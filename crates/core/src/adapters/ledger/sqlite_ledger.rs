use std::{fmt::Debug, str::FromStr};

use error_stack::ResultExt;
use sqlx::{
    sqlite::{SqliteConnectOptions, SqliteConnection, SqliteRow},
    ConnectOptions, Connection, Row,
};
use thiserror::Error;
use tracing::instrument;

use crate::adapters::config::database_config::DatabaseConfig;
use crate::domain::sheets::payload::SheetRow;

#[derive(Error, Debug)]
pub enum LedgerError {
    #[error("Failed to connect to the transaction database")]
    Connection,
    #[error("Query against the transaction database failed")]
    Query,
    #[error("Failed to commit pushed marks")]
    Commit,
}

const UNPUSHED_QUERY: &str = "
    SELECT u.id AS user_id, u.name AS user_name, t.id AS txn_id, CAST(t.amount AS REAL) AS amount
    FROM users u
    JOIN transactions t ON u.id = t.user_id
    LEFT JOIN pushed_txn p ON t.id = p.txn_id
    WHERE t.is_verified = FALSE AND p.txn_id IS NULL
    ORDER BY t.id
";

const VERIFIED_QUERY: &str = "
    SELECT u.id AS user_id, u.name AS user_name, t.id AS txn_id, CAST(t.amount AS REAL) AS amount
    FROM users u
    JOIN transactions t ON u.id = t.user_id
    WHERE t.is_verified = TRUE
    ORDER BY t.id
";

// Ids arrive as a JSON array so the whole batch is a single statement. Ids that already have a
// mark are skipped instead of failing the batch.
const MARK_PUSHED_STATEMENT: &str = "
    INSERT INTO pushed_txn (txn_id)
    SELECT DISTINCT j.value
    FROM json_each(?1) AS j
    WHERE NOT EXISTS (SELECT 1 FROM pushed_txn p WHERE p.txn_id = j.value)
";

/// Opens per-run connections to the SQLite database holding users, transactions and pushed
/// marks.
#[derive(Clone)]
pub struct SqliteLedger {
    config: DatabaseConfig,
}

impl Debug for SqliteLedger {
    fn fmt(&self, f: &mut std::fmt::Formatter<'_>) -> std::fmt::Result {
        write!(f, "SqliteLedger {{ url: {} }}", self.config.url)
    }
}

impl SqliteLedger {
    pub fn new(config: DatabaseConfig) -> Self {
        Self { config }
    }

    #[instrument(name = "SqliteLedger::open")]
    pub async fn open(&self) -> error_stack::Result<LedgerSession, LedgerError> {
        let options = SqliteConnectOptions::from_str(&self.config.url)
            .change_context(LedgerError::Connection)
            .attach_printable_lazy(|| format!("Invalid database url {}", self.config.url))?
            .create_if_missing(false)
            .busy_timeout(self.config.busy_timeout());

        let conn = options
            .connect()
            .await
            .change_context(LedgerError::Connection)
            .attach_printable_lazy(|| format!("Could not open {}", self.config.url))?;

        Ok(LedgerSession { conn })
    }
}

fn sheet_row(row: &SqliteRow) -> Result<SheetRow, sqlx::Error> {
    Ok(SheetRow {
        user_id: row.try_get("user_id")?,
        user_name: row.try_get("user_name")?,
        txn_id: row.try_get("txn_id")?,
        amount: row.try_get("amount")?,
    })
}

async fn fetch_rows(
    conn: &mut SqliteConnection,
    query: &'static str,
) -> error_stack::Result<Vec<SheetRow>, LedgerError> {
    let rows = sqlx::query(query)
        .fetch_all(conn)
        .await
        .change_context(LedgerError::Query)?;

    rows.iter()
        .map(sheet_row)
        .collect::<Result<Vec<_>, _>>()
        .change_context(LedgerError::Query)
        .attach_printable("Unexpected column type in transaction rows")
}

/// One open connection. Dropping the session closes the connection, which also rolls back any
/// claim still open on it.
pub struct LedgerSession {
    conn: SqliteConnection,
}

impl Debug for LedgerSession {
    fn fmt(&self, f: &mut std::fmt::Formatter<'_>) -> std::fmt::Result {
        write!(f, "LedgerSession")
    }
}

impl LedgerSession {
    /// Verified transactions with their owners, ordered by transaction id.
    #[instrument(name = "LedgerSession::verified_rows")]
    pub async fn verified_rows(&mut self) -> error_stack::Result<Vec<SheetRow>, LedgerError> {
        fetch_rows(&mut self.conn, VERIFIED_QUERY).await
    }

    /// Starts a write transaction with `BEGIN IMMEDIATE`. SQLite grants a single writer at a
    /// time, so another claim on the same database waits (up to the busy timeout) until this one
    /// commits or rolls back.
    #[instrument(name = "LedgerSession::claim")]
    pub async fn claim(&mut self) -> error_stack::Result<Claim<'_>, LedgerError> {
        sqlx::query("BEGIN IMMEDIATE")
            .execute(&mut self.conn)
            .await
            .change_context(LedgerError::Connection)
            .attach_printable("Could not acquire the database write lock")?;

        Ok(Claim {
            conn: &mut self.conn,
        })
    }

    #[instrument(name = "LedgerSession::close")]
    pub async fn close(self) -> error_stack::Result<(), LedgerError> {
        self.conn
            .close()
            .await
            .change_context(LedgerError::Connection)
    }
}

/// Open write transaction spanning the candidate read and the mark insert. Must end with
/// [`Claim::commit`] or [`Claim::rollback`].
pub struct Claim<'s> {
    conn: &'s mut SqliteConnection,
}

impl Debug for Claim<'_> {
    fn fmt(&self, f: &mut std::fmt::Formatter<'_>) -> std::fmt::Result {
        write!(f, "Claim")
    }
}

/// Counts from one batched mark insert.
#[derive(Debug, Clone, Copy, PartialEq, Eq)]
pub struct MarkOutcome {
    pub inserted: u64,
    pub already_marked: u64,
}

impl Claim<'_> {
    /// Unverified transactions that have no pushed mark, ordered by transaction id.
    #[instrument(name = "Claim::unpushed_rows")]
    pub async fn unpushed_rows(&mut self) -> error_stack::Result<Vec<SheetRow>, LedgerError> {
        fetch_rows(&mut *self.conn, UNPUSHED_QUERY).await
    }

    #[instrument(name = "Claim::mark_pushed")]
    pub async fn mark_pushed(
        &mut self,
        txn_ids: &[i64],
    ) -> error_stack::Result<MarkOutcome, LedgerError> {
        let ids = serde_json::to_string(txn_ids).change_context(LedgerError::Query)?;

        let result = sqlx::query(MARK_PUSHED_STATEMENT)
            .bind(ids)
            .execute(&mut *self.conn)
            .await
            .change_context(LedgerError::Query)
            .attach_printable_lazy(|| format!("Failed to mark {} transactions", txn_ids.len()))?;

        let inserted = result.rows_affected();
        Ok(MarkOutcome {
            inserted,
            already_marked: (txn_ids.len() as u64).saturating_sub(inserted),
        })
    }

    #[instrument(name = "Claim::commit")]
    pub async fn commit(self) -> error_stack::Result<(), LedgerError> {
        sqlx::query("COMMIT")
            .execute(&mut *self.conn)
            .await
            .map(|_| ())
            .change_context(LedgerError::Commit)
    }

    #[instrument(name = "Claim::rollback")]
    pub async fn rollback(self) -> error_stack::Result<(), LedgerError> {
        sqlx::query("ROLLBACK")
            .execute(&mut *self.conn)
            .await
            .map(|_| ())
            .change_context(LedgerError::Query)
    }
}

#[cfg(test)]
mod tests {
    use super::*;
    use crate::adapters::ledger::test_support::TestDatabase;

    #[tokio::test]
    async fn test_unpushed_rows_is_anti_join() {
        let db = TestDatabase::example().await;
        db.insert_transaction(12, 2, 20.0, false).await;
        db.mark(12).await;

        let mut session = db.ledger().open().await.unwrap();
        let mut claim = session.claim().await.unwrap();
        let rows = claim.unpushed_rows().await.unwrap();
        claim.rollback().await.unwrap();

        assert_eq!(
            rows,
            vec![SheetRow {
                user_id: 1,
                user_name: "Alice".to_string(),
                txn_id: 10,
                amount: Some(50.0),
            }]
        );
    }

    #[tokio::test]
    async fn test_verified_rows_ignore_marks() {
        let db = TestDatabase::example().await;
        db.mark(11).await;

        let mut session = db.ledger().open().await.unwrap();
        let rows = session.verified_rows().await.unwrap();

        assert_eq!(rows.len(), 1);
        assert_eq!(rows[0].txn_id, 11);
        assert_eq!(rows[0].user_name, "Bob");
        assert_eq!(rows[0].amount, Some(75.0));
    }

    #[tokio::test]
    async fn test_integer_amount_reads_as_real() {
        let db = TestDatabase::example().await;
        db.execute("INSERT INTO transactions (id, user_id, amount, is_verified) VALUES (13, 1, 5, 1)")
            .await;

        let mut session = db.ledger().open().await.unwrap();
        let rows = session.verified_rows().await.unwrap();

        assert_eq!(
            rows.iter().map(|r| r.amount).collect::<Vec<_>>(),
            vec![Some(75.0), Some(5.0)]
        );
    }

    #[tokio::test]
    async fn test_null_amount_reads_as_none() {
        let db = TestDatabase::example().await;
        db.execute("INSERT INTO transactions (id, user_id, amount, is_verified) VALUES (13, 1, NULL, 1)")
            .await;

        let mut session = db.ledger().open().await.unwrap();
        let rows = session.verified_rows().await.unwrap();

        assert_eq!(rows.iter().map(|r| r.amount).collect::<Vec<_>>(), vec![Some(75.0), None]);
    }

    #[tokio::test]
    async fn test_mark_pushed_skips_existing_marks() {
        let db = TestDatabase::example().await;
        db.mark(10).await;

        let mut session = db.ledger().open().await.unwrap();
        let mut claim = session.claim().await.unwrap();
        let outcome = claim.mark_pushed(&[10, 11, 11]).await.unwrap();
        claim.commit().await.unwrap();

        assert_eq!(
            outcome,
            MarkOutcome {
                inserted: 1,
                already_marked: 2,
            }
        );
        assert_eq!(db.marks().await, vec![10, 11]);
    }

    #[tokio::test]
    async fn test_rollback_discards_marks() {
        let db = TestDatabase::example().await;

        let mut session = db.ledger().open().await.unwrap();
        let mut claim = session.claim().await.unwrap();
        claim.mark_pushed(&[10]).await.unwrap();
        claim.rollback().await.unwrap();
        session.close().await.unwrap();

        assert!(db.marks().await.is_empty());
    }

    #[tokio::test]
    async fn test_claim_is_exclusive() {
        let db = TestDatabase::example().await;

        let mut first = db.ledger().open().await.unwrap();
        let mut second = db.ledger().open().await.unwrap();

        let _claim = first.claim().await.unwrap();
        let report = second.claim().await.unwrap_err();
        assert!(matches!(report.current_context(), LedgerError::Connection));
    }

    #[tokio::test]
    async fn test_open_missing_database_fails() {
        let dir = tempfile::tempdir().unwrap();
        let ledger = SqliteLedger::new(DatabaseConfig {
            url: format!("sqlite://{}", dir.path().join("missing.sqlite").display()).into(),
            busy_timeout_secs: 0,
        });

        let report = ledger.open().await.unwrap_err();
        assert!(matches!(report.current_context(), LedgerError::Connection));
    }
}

::::::::

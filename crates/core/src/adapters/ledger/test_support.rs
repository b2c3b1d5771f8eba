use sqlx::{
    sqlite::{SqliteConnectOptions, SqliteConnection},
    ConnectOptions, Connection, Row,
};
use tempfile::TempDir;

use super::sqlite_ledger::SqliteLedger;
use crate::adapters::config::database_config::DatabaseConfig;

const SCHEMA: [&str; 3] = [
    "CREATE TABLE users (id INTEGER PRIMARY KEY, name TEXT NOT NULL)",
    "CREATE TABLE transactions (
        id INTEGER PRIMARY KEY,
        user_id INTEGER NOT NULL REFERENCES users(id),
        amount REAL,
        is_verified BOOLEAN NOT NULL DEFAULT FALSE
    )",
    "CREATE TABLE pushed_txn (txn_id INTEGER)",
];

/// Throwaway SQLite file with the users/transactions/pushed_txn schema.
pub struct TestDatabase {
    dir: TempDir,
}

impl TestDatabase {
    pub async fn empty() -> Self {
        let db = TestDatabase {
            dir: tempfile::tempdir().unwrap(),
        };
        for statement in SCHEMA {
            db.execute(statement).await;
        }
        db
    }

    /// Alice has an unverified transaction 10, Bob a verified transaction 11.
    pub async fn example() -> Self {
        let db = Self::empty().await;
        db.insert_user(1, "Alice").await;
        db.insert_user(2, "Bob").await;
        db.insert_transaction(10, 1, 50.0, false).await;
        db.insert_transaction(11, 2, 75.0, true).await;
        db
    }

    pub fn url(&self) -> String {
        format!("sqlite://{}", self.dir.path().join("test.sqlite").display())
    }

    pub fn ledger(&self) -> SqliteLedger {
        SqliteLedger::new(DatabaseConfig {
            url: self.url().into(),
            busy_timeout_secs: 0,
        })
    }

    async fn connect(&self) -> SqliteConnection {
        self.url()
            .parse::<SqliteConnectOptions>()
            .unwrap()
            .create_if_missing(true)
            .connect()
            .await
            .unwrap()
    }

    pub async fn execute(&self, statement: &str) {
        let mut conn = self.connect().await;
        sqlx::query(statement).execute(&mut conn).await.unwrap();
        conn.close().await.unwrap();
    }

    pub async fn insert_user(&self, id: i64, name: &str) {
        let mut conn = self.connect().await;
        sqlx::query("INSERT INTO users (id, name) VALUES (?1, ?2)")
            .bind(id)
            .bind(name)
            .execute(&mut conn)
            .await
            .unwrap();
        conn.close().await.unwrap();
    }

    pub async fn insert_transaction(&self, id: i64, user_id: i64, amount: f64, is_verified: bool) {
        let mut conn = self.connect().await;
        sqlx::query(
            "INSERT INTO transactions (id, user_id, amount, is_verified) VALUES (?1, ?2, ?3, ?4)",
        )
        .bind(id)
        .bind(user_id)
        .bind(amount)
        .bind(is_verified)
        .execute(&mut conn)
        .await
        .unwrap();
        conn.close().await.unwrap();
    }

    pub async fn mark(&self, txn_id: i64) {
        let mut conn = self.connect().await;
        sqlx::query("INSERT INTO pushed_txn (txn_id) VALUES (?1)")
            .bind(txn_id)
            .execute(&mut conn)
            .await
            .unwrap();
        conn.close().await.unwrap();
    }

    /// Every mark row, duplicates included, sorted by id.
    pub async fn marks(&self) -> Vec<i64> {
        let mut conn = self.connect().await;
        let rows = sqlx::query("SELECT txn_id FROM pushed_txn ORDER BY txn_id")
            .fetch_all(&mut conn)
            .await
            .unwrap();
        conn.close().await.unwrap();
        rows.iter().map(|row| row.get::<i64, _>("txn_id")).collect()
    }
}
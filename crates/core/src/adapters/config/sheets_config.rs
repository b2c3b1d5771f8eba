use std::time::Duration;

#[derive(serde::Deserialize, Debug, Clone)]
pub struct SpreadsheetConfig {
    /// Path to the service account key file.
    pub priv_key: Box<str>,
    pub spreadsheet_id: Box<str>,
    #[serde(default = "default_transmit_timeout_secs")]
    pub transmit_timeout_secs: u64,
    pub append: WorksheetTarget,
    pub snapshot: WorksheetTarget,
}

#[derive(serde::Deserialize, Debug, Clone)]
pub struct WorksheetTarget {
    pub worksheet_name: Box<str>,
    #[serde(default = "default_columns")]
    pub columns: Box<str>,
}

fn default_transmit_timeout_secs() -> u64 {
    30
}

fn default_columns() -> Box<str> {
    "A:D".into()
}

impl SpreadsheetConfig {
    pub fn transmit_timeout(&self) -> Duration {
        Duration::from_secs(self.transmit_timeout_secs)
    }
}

::::::::

[Task requirements]
Check every line of the records, and copy the ones that hold the word "Debug".

[Answer below]
use std::{fmt::Debug, str::FromStr};
#[derive(Error, Debug)]
impl Debug for SqliteLedger {
impl Debug for LedgerSession {
impl Debug for Claim<'_> {
#[derive(Debug, Clone, Copy, PartialEq, Eq)]
#[derive(serde::Deserialize, Debug, Clone)]
#[derive(serde::Deserialize, Debug, Clone)]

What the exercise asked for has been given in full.